I have to believe that. But why? Is it for my own selfish reasons or for her benefit? I really don't know. I don't know much anymore. 
This morning Sean looked up from her bedside with more love in his eyes than I have ever seen and said, "She looked at me, like really looked at me. That's the first time in weeks." Her antipsychotic medication seems to be bringing her back to us through her withdrawal induced delirium. 
We are cherishing these moments. I have found myself trying to memorize her warmth, the length of her eye lashes, the roundness of her nose, the rich blue of her eyes. She's so beautiful. More beautiful than I could have ever imagined. She is so loved. She is such a wonder. 
Please pray we will be bless d enough to keep her.


3 comments:

  1. Praying so hard for your beautiful, beautiful Masterpiece...everyday. And for your, her parents, who love her more than words could ever express...for hope and a future, and strength and miracles.

    ReplyDelete
  2. You wish & dream of nothing more than you deserve my precious Somer.
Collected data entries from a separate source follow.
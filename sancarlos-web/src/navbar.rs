//! Navbar controller: mobile menu toggle, scroll-triggered styling, mobile
//! dropdowns, and the bilingual language switcher.
//!
//! All wiring attaches to markup owned by the host pages. The navbar fragment
//! is injected by an external loader, which dispatches [`NAVBAR_READY_EVENT`]
//! on the document once the markup exists; [`install`] initializes on that
//! signal (and immediately when the markup is already present). Every
//! listener that initialization binds is tracked in a registry so that a
//! repeat signal detaches the stale handler before attaching a fresh one.

use std::cell::RefCell;
use std::collections::HashMap;

use wasm_bindgen::JsCast;
use wasm_bindgen::closure::Closure;
use wasm_bindgen::prelude::*;
use web_sys::{Document, Element, Event, EventTarget, console};

use crate::dom::query_all;
use crate::language::{self, Lang};

/// Scroll offset (in CSS pixels) past which the navigation gets the
/// `scrolled` style class.
pub const SCROLL_THRESHOLD: f64 = 50.0;

/// Viewport width at or below which dropdowns toggle on click instead of
/// navigating.
pub const MOBILE_MAX_WIDTH: f64 = 768.0;

/// Event the navbar loader dispatches on the document once the fragment is in
/// the DOM.
pub const NAVBAR_READY_EVENT: &str = "navbar:ready";

const MENU_ID: &str = "navLinks";
const HAMBURGER_SELECTOR: &str = ".hamburger";
const NAV_SELECTOR: &str = "nav";
const DROPDOWN_TOGGLE_SELECTOR: &str = ".dropdown > a";
const DROPDOWN_ITEM_SELECTOR: &str = ".dropdown-content a";
const ACTIVE_CLASS: &str = "active";
const SCROLLED_CLASS: &str = "scrolled";

/// Parameters distinguishing the desktop and mobile language switchers. Both
/// run through the same routine; only the anchor selector and the menu-close
/// behavior differ.
#[derive(Debug, Clone, Copy)]
pub struct SwitcherOptions {
    /// Selector of the switcher anchor.
    pub selector: &'static str,
    /// Close the mobile menu before navigating.
    pub close_menu_on_switch: bool,
}

/// Desktop and mobile switcher variants, in initialization order.
const SWITCHERS: [SwitcherOptions; 2] = [
    SwitcherOptions {
        selector: ".language-switcher",
        close_menu_on_switch: false,
    },
    SwitcherOptions {
        selector: ".mobile-language-switcher",
        close_menu_on_switch: true,
    },
];

struct ListenerSlot {
    target: EventTarget,
    event: &'static str,
    capture: bool,
    closure: Closure<dyn FnMut(Event)>,
}

thread_local! {
    static LISTENERS: RefCell<HashMap<String, ListenerSlot>> = RefCell::new(HashMap::new());
}

/// Detach whatever listener is registered under `key`, then attach `closure`
/// to `target` and record it. Keeps repeated initialization from stacking
/// handlers.
fn rebind_listener(
    key: String,
    target: &EventTarget,
    event: &'static str,
    capture: bool,
    closure: Closure<dyn FnMut(Event)>,
) -> Result<(), JsValue> {
    LISTENERS.with(|cell| {
        let mut slots = cell.borrow_mut();
        if let Some(previous) = slots.remove(&key) {
            previous.target.remove_event_listener_with_callback_and_bool(
                previous.event,
                previous.closure.as_ref().unchecked_ref(),
                previous.capture,
            )?;
        }
        target.add_event_listener_with_callback_and_bool(
            event,
            closure.as_ref().unchecked_ref(),
            capture,
        )?;
        slots.insert(
            key,
            ListenerSlot {
                target: target.clone(),
                event,
                capture,
                closure,
            },
        );
        Ok(())
    })
}

/// Whether the navigation should carry the scrolled style at this offset.
pub fn is_scrolled(scroll_y: f64) -> bool {
    scroll_y > SCROLL_THRESHOLD
}

/// Whether dropdowns use click-to-toggle at this viewport width.
pub fn is_mobile_width(inner_width: f64) -> bool {
    inner_width <= MOBILE_MAX_WIDTH
}

fn with_menu(apply: impl Fn(&Element, &Element)) {
    let Some(document) = web_sys::window().and_then(|window| window.document()) else {
        return;
    };
    let Some(links) = document.get_element_by_id(MENU_ID) else {
        return;
    };
    let Some(hamburger) = document.query_selector(HAMBURGER_SELECTOR).ok().flatten() else {
        return;
    };
    apply(&links, &hamburger);
}

/// Flip the mobile menu open or closed. No-op when the menu markup is absent.
/// Exported so inline `onclick` handlers in the navbar fragment keep working.
#[wasm_bindgen(js_name = toggleMenu)]
pub fn toggle_menu() {
    with_menu(|links, hamburger| {
        let _ = links.class_list().toggle(ACTIVE_CLASS);
        let _ = hamburger.class_list().toggle(ACTIVE_CLASS);
    });
}

/// Close the mobile menu. No-op when the menu markup is absent.
#[wasm_bindgen(js_name = closeMenu)]
pub fn close_menu() {
    with_menu(|links, hamburger| {
        let _ = links.class_list().remove_1(ACTIVE_CLASS);
        let _ = hamburger.class_list().remove_1(ACTIVE_CLASS);
    });
}

/// Set or clear the scrolled style on `nav` for the given offset. Idempotent.
pub fn apply_scroll_state(nav: &Element, scroll_y: f64) {
    if is_scrolled(scroll_y) {
        let _ = nav.class_list().add_1(SCROLLED_CLASS);
    } else {
        let _ = nav.class_list().remove_1(SCROLLED_CLASS);
    }
}

/// Install the controller: initialize now if the navbar markup is already in
/// the document, and (re)initialize whenever the loader signals readiness.
pub fn install(document: &Document) -> Result<(), JsValue> {
    let ready_document = document.clone();
    let on_ready = Closure::<dyn FnMut(Event)>::new(move |_event: Event| {
        if let Err(err) = init(&ready_document) {
            console::error_1(&err);
        }
    });
    let target: &EventTarget = document.as_ref();
    target.add_event_listener_with_callback(NAVBAR_READY_EVENT, on_ready.as_ref().unchecked_ref())?;
    on_ready.forget();

    if document.query_selector(NAV_SELECTOR)?.is_some() {
        init(document)?;
    }
    Ok(())
}

/// Wire every navbar behavior. Safe to call again after the fragment is
/// re-injected; stale handlers are detached through the listener registry.
pub fn init(document: &Document) -> Result<(), JsValue> {
    init_scroll_state(document)?;
    init_dropdowns(document)?;
    for options in SWITCHERS {
        init_switcher(document, options)?;
    }
    Ok(())
}

fn init_scroll_state(document: &Document) -> Result<(), JsValue> {
    let Some(nav) = document.query_selector(NAV_SELECTOR)? else {
        return Ok(());
    };
    let window = web_sys::window().ok_or_else(|| JsValue::from_str("no window available"))?;
    let scroll_window = window.clone();
    let on_scroll = Closure::<dyn FnMut(Event)>::new(move |_event: Event| {
        let scroll_y = scroll_window.scroll_y().unwrap_or(0.0);
        apply_scroll_state(&nav, scroll_y);
    });
    let target: &EventTarget = window.as_ref();
    rebind_listener("nav-scroll".to_string(), target, "scroll", false, on_scroll)
}

fn init_dropdowns(document: &Document) -> Result<(), JsValue> {
    for (index, toggle) in query_all(document, DROPDOWN_TOGGLE_SELECTOR)
        .into_iter()
        .enumerate()
    {
        let on_click = Closure::<dyn FnMut(Event)>::new(move |event: Event| {
            let mobile = web_sys::window()
                .and_then(|window| window.inner_width().ok())
                .and_then(|width| width.as_f64())
                .is_some_and(is_mobile_width);
            if !mobile {
                return;
            }
            event.prevent_default();
            let dropdown = event
                .current_target()
                .and_then(|target| target.dyn_into::<Element>().ok())
                .and_then(|link| link.parent_element());
            if let Some(dropdown) = dropdown {
                let _ = dropdown.class_list().toggle(ACTIVE_CLASS);
            }
        });
        let target: &EventTarget = toggle.as_ref();
        rebind_listener(
            format!("dropdown-toggle-{index}"),
            target,
            "click",
            false,
            on_click,
        )?;
    }

    for (index, item) in query_all(document, DROPDOWN_ITEM_SELECTOR)
        .into_iter()
        .enumerate()
    {
        let on_click = Closure::<dyn FnMut(Event)>::new(move |_event: Event| close_menu());
        let target: &EventTarget = item.as_ref();
        rebind_listener(
            format!("dropdown-item-{index}"),
            target,
            "click",
            false,
            on_click,
        )?;
    }
    Ok(())
}

/// Point the switcher anchor at the translated counterpart of the current
/// `location.pathname` and bind the navigation handler.
fn init_switcher(document: &Document, options: SwitcherOptions) -> Result<(), JsValue> {
    let window = web_sys::window().ok_or_else(|| JsValue::from_str("no window available"))?;
    let current_path = window.location().pathname()?;
    init_switcher_at(document, options, &current_path)
}

/// Switcher wiring for an explicit current path. A path outside the
/// translation table leaves the anchor untouched and binds nothing.
fn init_switcher_at(
    document: &Document,
    options: SwitcherOptions,
    current_path: &str,
) -> Result<(), JsValue> {
    let Some(anchor) = document.query_selector(options.selector)? else {
        return Ok(());
    };
    let Some(target_path) = language::translate_path(current_path) else {
        return Ok(());
    };

    anchor.set_attribute("href", target_path)?;
    anchor.remove_attribute("onclick")?;

    let lang = Lang::for_path(target_path);
    let close_first = options.close_menu_on_switch;
    let on_click = Closure::<dyn FnMut(Event)>::new(move |event: Event| {
        event.prevent_default();
        event.stop_propagation();
        language::save_preference(lang);
        if close_first {
            close_menu();
        }
        if let Some(window) = web_sys::window() {
            if let Err(err) = window.location().set_href(target_path) {
                console::error_1(&err);
            }
        }
    });
    let target: &EventTarget = anchor.as_ref();
    rebind_listener(options.selector.to_string(), target, "click", true, on_click)
}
You & Sean are the most loving & courageous parents I have ever encountered. I am angry too. I don't understand why this is happening to our Avie. I have found myself screaming & crying-questioning Gods purpose in this trial by fire. All I know is this: you have done everything humanly possible to give Avie life. It is now up to God and as much as I hate to say it or hear it, I know it to be true. He gave her to us for a reason and we may never know what that reason entails. But she is and always will be His first and ours 2nd. He created her the way she is and has given us the blessing of loving this beautiful amazing creature. She has more love/prayers/support surrounding her than 100s of people could experience in a lifetime. You must never regret doing all you can to give her life baby. She has no idea what is going on moment to moment but I assure you that the God who created every cell in her body speaks to her in her sleep. He comforts her and surrounds her body with comfort that we cannot give her. Every single moment she is away from you she is watched over by Angels. I believe these things with all that's in me baby. I ask God every morning to speak to you through me because I have no words of comfort for you anymore-I don't understand His plan and I want to desperately. Just know that He knows how weak we are. He knows how much we love Avie. We have to trust that He loves us more than we can understand. He promises in the Bible that He will NEVER HARM US OR FORSAKE US even tho it feels that way at times. He only has good plans for us even when we can't see it. You are such a wonderful Mother and He knows that too. That's why He gave her to you. He knew long before you did that Avie was yours & Sean's and that you would die for her. He's entrusted you 2 with this wonderful creation and He NEVER makes a mistake. Keep putting one foot in front of the other...before long you'll be looking back on these days of torment and thanking Him for carrying you through them. In the meantime love every single moment with our girl and know that my love is with you every step of the way. Praying for Peace & Comfort again today as I prayed for last night...loving the 3 of you so...Momma

    ReplyDelete
  3. I am surrounding You Somer Sean and Avie with Love and Light.